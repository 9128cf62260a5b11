//! Host-facing configuration surface of the stage.
//!
//! Props arrive as JSON from the embedding view. Only the two button flags
//! are read by the core; everything else is carried through to collaborators.

use std::collections::BTreeMap;

use serde::{Deserialize, Serialize};

use crate::error::Result;

fn default_true() -> bool {
    true
}

fn default_leave_button() -> String {
    "Leave".to_string()
}

#[derive(Debug, Clone, PartialEq, Eq, Serialize, Deserialize)]
#[serde(rename_all = "camelCase")]
pub struct StageProps {
    /// Offer the invite-link trigger in the control bar.
    #[serde(default = "default_true")]
    pub show_share_button: bool,
    /// Offer the participant list; also gates waiting notifications.
    #[serde(default = "default_true")]
    pub show_participant_button: bool,
    #[serde(default = "default_leave_button")]
    pub leave_button: String,
    /// Container attributes, opaque to the core.
    #[serde(default, flatten)]
    pub attributes: BTreeMap<String, serde_json::Value>,
}

impl Default for StageProps {
    fn default() -> Self {
        Self {
            show_share_button: true,
            show_participant_button: true,
            leave_button: default_leave_button(),
            attributes: BTreeMap::new(),
        }
    }
}

impl StageProps {
    pub fn from_json(raw: &str) -> Result<Self> {
        Ok(serde_json::from_str(raw)?)
    }

    pub fn waiting_enabled(&self) -> bool {
        self.show_participant_button
    }

    pub fn control_bar(&self) -> ControlBarSpec {
        ControlBarSpec {
            invite: self.show_share_button,
            participants: self.show_participant_button,
            leave_label: self.leave_button.clone(),
        }
    }
}

/// What the control-bar collaborator should expose.
#[derive(Debug, Clone, PartialEq, Eq, Serialize)]
#[serde(rename_all = "camelCase")]
pub struct ControlBarSpec {
    pub invite: bool,
    pub participants: bool,
    pub leave_label: String,
}
//! Track references and the snapshot source contract.
//!
//! The stage never talks to the media transport. It receives an ordered
//! [`TrackSnapshot`] from a [`TrackSnapshotSource`] whenever one of the room
//! events in that source's refresh set fires, or pushed directly by a
//! collaborator.

use std::sync::RwLock;

use serde::{Deserialize, Serialize};

/// Kind of publication a track reference points at.
#[derive(Debug, Clone, Copy, PartialEq, Eq, Hash, Serialize, Deserialize)]
#[serde(rename_all = "snake_case")]
pub enum TrackSource {
    Camera,
    ScreenShare,
}

/// One tile's worth of media: a live publication, or a placeholder for a
/// participant that has nothing published for `source`.
///
/// Equality compares every field, so a re-published track with a fresh id is
/// a different reference even for the same participant.
#[derive(Debug, Clone, PartialEq, Eq, Hash, Serialize, Deserialize)]
#[serde(rename_all = "camelCase")]
pub struct TrackReference {
    pub source: TrackSource,
    pub track_id: String,
    #[serde(default)]
    pub participant: String,
    #[serde(default)]
    pub is_placeholder: bool,
}

impl TrackReference {
    pub fn camera(participant: impl Into<String>, track_id: impl Into<String>) -> Self {
        Self {
            source: TrackSource::Camera,
            track_id: track_id.into(),
            participant: participant.into(),
            is_placeholder: false,
        }
    }

    pub fn screen_share(participant: impl Into<String>, track_id: impl Into<String>) -> Self {
        Self {
            source: TrackSource::ScreenShare,
            track_id: track_id.into(),
            participant: participant.into(),
            is_placeholder: false,
        }
    }

    /// Camera slot for a participant with no active camera publication.
    pub fn placeholder(participant: impl Into<String>) -> Self {
        let participant = participant.into();
        Self {
            source: TrackSource::Camera,
            track_id: format!("placeholder:{participant}"),
            participant,
            is_placeholder: true,
        }
    }

    /// Placeholders never count, whatever their source says.
    pub fn is_screen_share(&self) -> bool {
        self.source == TrackSource::ScreenShare && !self.is_placeholder
    }
}

/// Tracks in arrival/publish order. No other ordering is applied.
#[derive(Debug, Clone, Default, PartialEq, Eq, Serialize, Deserialize)]
#[serde(transparent)]
pub struct TrackSnapshot {
    tracks: Vec<TrackReference>,
}

impl TrackSnapshot {
    pub fn new(tracks: Vec<TrackReference>) -> Self {
        Self { tracks }
    }

    pub fn empty() -> Self {
        Self::default()
    }

    pub fn len(&self) -> usize {
        self.tracks.len()
    }

    pub fn is_empty(&self) -> bool {
        self.tracks.is_empty()
    }

    pub fn iter(&self) -> std::slice::Iter<'_, TrackReference> {
        self.tracks.iter()
    }

    pub fn as_slice(&self) -> &[TrackReference] {
        &self.tracks
    }

    pub fn contains(&self, track: &TrackReference) -> bool {
        self.tracks.iter().any(|t| t == track)
    }

    /// Live screen-share tracks, preserving snapshot order.
    pub fn screen_shares(&self) -> Vec<&TrackReference> {
        self.tracks.iter().filter(|t| t.is_screen_share()).collect()
    }

    pub fn into_vec(self) -> Vec<TrackReference> {
        self.tracks
    }
}

impl FromIterator<TrackReference> for TrackSnapshot {
    fn from_iter<I: IntoIterator<Item = TrackReference>>(iter: I) -> Self {
        Self::new(iter.into_iter().collect())
    }
}

impl<'a> IntoIterator for &'a TrackSnapshot {
    type Item = &'a TrackReference;
    type IntoIter = std::slice::Iter<'a, TrackReference>;

    fn into_iter(self) -> Self::IntoIter {
        self.tracks.iter()
    }
}

/// Room-level notifications that may invalidate the current snapshot.
#[derive(Debug, Clone, Copy, PartialEq, Eq, Hash, Serialize, Deserialize)]
#[serde(rename_all = "snake_case")]
pub enum RoomEvent {
    ActiveSpeakersChanged,
    TrackPublished,
    TrackUnpublished,
    TrackMuted,
    TrackUnmuted,
    ParticipantConnected,
    ParticipantDisconnected,
    ConnectionStateChanged,
}

/// Events that trigger a refresh unless a source overrides `refreshes_on`.
pub const DEFAULT_REFRESH_EVENTS: &[RoomEvent] = &[
    RoomEvent::ActiveSpeakersChanged,
    RoomEvent::TrackPublished,
    RoomEvent::TrackUnpublished,
    RoomEvent::ParticipantConnected,
    RoomEvent::ParticipantDisconnected,
];

/// Supplies the current track list on demand.
pub trait TrackSnapshotSource: Send + Sync {
    fn snapshot(&self) -> TrackSnapshot;

    fn refreshes_on(&self, event: &RoomEvent) -> bool {
        DEFAULT_REFRESH_EVENTS.contains(event)
    }
}

/// In-memory source. Embedders replace the snapshot as their transport
/// reports changes and let the runtime pull it on the next room event.
#[derive(Debug, Default)]
pub struct StaticTrackSource {
    current: RwLock<TrackSnapshot>,
    refresh_on: Option<Vec<RoomEvent>>,
}

impl StaticTrackSource {
    pub fn new(snapshot: TrackSnapshot) -> Self {
        Self {
            current: RwLock::new(snapshot),
            refresh_on: None,
        }
    }

    pub fn with_refresh_on(mut self, events: impl IntoIterator<Item = RoomEvent>) -> Self {
        self.refresh_on = Some(events.into_iter().collect());
        self
    }

    pub fn replace(&self, snapshot: TrackSnapshot) {
        if let Ok(mut guard) = self.current.write() {
            *guard = snapshot;
        }
    }
}

impl TrackSnapshotSource for StaticTrackSource {
    fn snapshot(&self) -> TrackSnapshot {
        self.current
            .read()
            .map(|guard| guard.clone())
            .unwrap_or_default()
    }

    fn refreshes_on(&self, event: &RoomEvent) -> bool {
        match &self.refresh_on {
            Some(events) => events.contains(event),
            None => DEFAULT_REFRESH_EVENTS.contains(event),
        }
    }
}
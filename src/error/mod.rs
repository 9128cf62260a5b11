//! Error module orchestrator.
//!
//! The concrete error enum lives in `types`; downstream code imports it from here.

mod types;

pub use types::{Result, StageError};
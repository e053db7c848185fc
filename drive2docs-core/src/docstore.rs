use std::collections::HashMap;

use reqwest::{Client, Response, StatusCode};
use serde::{Deserialize, Serialize};
use thiserror::Error;
use url::Url;

const FOLDERS_PATH: &str = "/api/v1/folders";
const DOCUMENTS_PATH: &str = "/api/v1/documents";
const USERS_PATH: &str = "/api/v1/users";

#[derive(Debug, Error)]
pub enum DocStoreError {
    #[error("request failed: {0}")]
    Request(#[from] reqwest::Error),
    #[error("invalid url: {0}")]
    Url(#[from] url::ParseError),
    #[error("api returned {status}: {body}")]
    Api { status: StatusCode, body: String },
}

#[derive(Clone)]
pub struct DocStoreClient {
    http: Client,
    base_url: Url,
    token: String,
}

impl DocStoreClient {
    pub fn for_region(region: &str, token: impl Into<String>) -> Result<Self, DocStoreError> {
        Self::with_base_url(&format!("https://workdocs.{region}.amazonaws.com"), token)
    }

    pub fn with_base_url(base_url: &str, token: impl Into<String>) -> Result<Self, DocStoreError> {
        Ok(Self {
            http: Client::new(),
            base_url: Url::parse(base_url)?,
            token: token.into(),
        })
    }

    pub async fn describe_folder_contents(
        &self,
        folder_id: &str,
        marker: Option<&str>,
    ) -> Result<FolderContents, DocStoreError> {
        let mut url = self.resource_endpoint(FOLDERS_PATH, &[folder_id, "contents"])?;
        {
            let mut query = url.query_pairs_mut();
            query.append_pair("type", "FOLDER");
            if let Some(marker) = marker {
                query.append_pair("marker", marker);
            }
        }
        let response = self
            .http
            .get(url)
            .header("Authentication", &self.token)
            .send()
            .await?;
        Self::handle_response(response).await
    }

    pub async fn list_child_folders(
        &self,
        folder_id: &str,
    ) -> Result<Vec<FolderMetadata>, DocStoreError> {
        let mut folders = Vec::new();
        let mut marker: Option<String> = None;
        loop {
            let page = self
                .describe_folder_contents(folder_id, marker.as_deref())
                .await?;
            folders.extend(page.folders);
            match page.marker.filter(|m| !m.is_empty()) {
                Some(next) => marker = Some(next),
                None => break,
            }
        }
        Ok(folders)
    }

    /// Every folder below `root_id`, parents listed before their children.
    pub async fn list_folders_recursive(
        &self,
        root_id: &str,
    ) -> Result<Vec<FolderMetadata>, DocStoreError> {
        let mut folders = Vec::new();
        let mut pending = vec![root_id.to_string()];
        while let Some(folder_id) = pending.pop() {
            let children = self.list_child_folders(&folder_id).await?;
            pending.extend(children.iter().rev().map(|child| child.id.clone()));
            folders.extend(children);
        }
        Ok(folders)
    }

    pub async fn create_folder(
        &self,
        parent_folder_id: &str,
        name: &str,
    ) -> Result<FolderMetadata, DocStoreError> {
        let url = self.endpoint(FOLDERS_PATH)?;
        let body = CreateFolderRequest {
            name,
            parent_folder_id,
        };
        let response = self
            .http
            .post(url)
            .header("Authentication", &self.token)
            .json(&body)
            .send()
            .await?;
        let created: CreateFolderResponse = Self::handle_response(response).await?;
        Ok(created.metadata)
    }

    pub async fn initiate_upload(
        &self,
        request: &UploadRequest,
    ) -> Result<UploadSession, DocStoreError> {
        let url = self.endpoint(DOCUMENTS_PATH)?;
        let response = self
            .http
            .post(url)
            .header("Authentication", &self.token)
            .json(request)
            .send()
            .await?;
        let payload: InitiateUploadResponse = Self::handle_response(response).await?;
        Ok(UploadSession {
            document_id: payload.metadata.id,
            version_id: payload.metadata.latest_version_metadata.id,
            upload_url: payload.upload_metadata.upload_url,
            signed_headers: payload.upload_metadata.signed_headers,
        })
    }

    pub async fn activate_version(
        &self,
        document_id: &str,
        version_id: &str,
    ) -> Result<(), DocStoreError> {
        let url =
            self.resource_endpoint(DOCUMENTS_PATH, &[document_id, "versions", version_id])?;
        let response = self
            .http
            .patch(url)
            .header("Authentication", &self.token)
            .json(&UpdateVersionRequest {
                version_status: "ACTIVE",
            })
            .send()
            .await?;
        Self::ensure_success(response).await.map(|_| ())
    }

    pub async fn describe_users(
        &self,
        organization_id: &str,
        query: &str,
    ) -> Result<Vec<User>, DocStoreError> {
        let mut users = Vec::new();
        let mut marker: Option<String> = None;
        loop {
            let mut url = self.endpoint(USERS_PATH)?;
            {
                let mut pairs = url.query_pairs_mut();
                pairs
                    .append_pair("organizationId", organization_id)
                    .append_pair("query", query);
                if let Some(marker) = marker.as_deref() {
                    pairs.append_pair("marker", marker);
                }
            }
            let response = self
                .http
                .get(url)
                .header("Authentication", &self.token)
                .send()
                .await?;
            let page: UsersPage = Self::handle_response(response).await?;
            users.extend(page.users);
            match page.marker.filter(|m| !m.is_empty()) {
                Some(next) => marker = Some(next),
                None => break,
            }
        }
        Ok(users)
    }

    fn endpoint(&self, path: &str) -> Result<Url, DocStoreError> {
        Ok(self.base_url.join(path)?)
    }

    fn resource_endpoint(&self, path: &str, segments: &[&str]) -> Result<Url, DocStoreError> {
        let mut url = self.endpoint(path)?;
        url.path_segments_mut()
            .map_err(|_| url::ParseError::RelativeUrlWithCannotBeABaseBase)?
            .extend(segments);
        Ok(url)
    }

    async fn ensure_success(response: Response) -> Result<Response, DocStoreError> {
        if response.status().is_success() {
            Ok(response)
        } else {
            let status = response.status();
            let body = response.text().await.unwrap_or_default();
            Err(DocStoreError::Api { status, body })
        }
    }

    async fn handle_response<T: serde::de::DeserializeOwned>(
        response: Response,
    ) -> Result<T, DocStoreError> {
        let response = Self::ensure_success(response).await?;
        Ok(response.json::<T>().await?)
    }
}

#[derive(Debug, Clone, Deserialize, Serialize, PartialEq, Eq)]
#[serde(rename_all = "PascalCase")]
pub struct FolderMetadata {
    pub id: String,
    #[serde(default)]
    pub name: String,
    #[serde(default)]
    pub parent_folder_id: Option<String>,
}

#[derive(Debug, Deserialize)]
#[serde(rename_all = "PascalCase")]
pub struct FolderContents {
    #[serde(default)]
    pub folders: Vec<FolderMetadata>,
    #[serde(default)]
    pub marker: Option<String>,
}

#[derive(Debug, Clone, Deserialize, Serialize)]
#[serde(rename_all = "PascalCase")]
pub struct User {
    pub id: String,
    #[serde(default)]
    pub username: Option<String>,
    #[serde(default)]
    pub email_address: Option<String>,
    #[serde(default)]
    pub given_name: Option<String>,
    #[serde(default)]
    pub surname: Option<String>,
    #[serde(default)]
    pub root_folder_id: Option<String>,
}

/// Timestamps are unix seconds.
#[derive(Debug, Clone, Serialize)]
#[serde(rename_all = "PascalCase")]
pub struct UploadRequest {
    pub parent_folder_id: String,
    pub name: String,
    pub content_type: String,
    #[serde(skip_serializing_if = "Option::is_none")]
    pub content_created_timestamp: Option<i64>,
    #[serde(skip_serializing_if = "Option::is_none")]
    pub content_modified_timestamp: Option<i64>,
}

#[derive(Debug, Clone)]
pub struct UploadSession {
    pub document_id: String,
    pub version_id: String,
    pub upload_url: Url,
    pub signed_headers: HashMap<String, String>,
}

#[derive(Serialize)]
#[serde(rename_all = "PascalCase")]
struct CreateFolderRequest<'a> {
    name: &'a str,
    parent_folder_id: &'a str,
}

#[derive(Deserialize)]
#[serde(rename_all = "PascalCase")]
struct CreateFolderResponse {
    metadata: FolderMetadata,
}

#[derive(Serialize)]
#[serde(rename_all = "PascalCase")]
struct UpdateVersionRequest {
    version_status: &'static str,
}

#[derive(Deserialize)]
#[serde(rename_all = "PascalCase")]
struct InitiateUploadResponse {
    metadata: DocumentMetadata,
    upload_metadata: UploadMetadata,
}

#[derive(Deserialize)]
#[serde(rename_all = "PascalCase")]
struct DocumentMetadata {
    id: String,
    latest_version_metadata: VersionMetadata,
}

#[derive(Deserialize)]
#[serde(rename_all = "PascalCase")]
struct VersionMetadata {
    id: String,
}

#[derive(Deserialize)]
#[serde(rename_all = "PascalCase")]
struct UploadMetadata {
    upload_url: Url,
    #[serde(default)]
    signed_headers: HashMap<String, String>,
}

#[derive(Deserialize)]
#[serde(rename_all = "PascalCase")]
struct UsersPage {
    #[serde(default)]
    users: Vec<User>,
    #[serde(default)]
    marker: Option<String>,
}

━━━━━━━━━━━━━━━━

EXERCISE OBJECTIVE
Wherever the word "HashMap" turns up in a line of the entries above, copy that line.

RESPONSE FOR THIS EXERCISE
use std::collections::HashMap;
    pub signed_headers: HashMap<String, String>,
    signed_headers: HashMap<String, String>,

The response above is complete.